# Task goal
Return every entry exactly as written.

# Listed records
=-=-=-=-=

//! Error types for unclump-segment

use std::path::PathBuf;
use thiserror::Error;

/// Errors that can occur while segmenting
///
/// Every variant is raised before any output label map is built, so an
/// error never comes with partial results.
#[derive(Debug, Error)]
pub enum SegmentError {
    /// Core library error
    #[error("core error: {0}")]
    Core(#[from] unclump_core::Error),

    /// Filter error
    #[error("filter error: {0}")]
    Filter(#[from] unclump_filter::FilterError),

    /// Morphology error
    #[error("morphology error: {0}")]
    Morph(#[from] unclump_morph::MorphError),

    /// Region processing error
    #[error("region error: {0}")]
    Region(#[from] unclump_region::RegionError),

    /// Malformed input: non-finite threshold, bad radius, and the like
    #[error("invalid input: {0}")]
    InvalidInput(String),

    /// Raster, mask or threshold sizes disagree
    #[error("dimension mismatch: expected {expected:?}, got {actual:?}")]
    DimensionMismatch {
        expected: (u32, u32),
        actual: (u32, u32),
    },

    /// A strategy reached a stage that cannot handle it
    #[error("unsupported strategy combination: {0}")]
    UnsupportedStrategyCombination(String),

    /// Configuration values out of range
    #[error("configuration error: {0}")]
    Config(String),

    /// Configuration file could not be parsed
    #[error("failed to load configuration from {path}: {source}")]
    ConfigLoad {
        source: toml::de::Error,
        path: PathBuf,
    },

    /// Configuration could not be serialized
    #[error("failed to serialize configuration: {0}")]
    ConfigWrite(#[from] toml::ser::Error),

    /// I/O error while reading configuration
    #[error("io error: {0}")]
    Io(#[from] std::io::Error),
}

/// Result type for segmentation operations
pub type SegmentResult<T> = Result<T, SegmentError>;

=-=-=-=-=

# Task answer
//! Error types for unclump-segment

use std::path::PathBuf;
use thiserror::Error;

/// Errors that can occur while segmenting
///
/// Every variant is raised before any output label map is built, so an
/// error never comes with partial results.
#[derive(Debug, Error)]
pub enum SegmentError {
    /// Core library error
    #[error("core error: {0}")]
    Core(#[from] unclump_core::Error),

    /// Filter error
    #[error("filter error: {0}")]
    Filter(#[from] unclump_filter::FilterError),

    /// Morphology error
    #[error("morphology error: {0}")]
    Morph(#[from] unclump_morph::MorphError),

    /// Region processing error
    #[error("region error: {0}")]
    Region(#[from] unclump_region::RegionError),

    /// Malformed input: non-finite threshold, bad radius, and the like
    #[error("invalid input: {0}")]
    InvalidInput(String),

    /// Raster, mask or threshold sizes disagree
    #[error("dimension mismatch: expected {expected:?}, got {actual:?}")]
    DimensionMismatch {
        expected: (u32, u32),
        actual: (u32, u32),
    },

    /// A strategy reached a stage that cannot handle it
    #[error("unsupported strategy combination: {0}")]
    UnsupportedStrategyCombination(String),

    /// Configuration values out of range
    #[error("configuration error: {0}")]
    Config(String),

    /// Configuration file could not be parsed
    #[error("failed to load configuration from {path}: {source}")]
    ConfigLoad {
        source: toml::de::Error,
        path: PathBuf,
    },

    /// Configuration could not be serialized
    #[error("failed to serialize configuration: {0}")]
    ConfigWrite(#[from] toml::ser::Error),

    /// I/O error while reading configuration
    #[error("io error: {0}")]
    Io(#[from] std::io::Error),
}

/// Result type for segmentation operations
pub type SegmentResult<T> = Result<T, SegmentError>;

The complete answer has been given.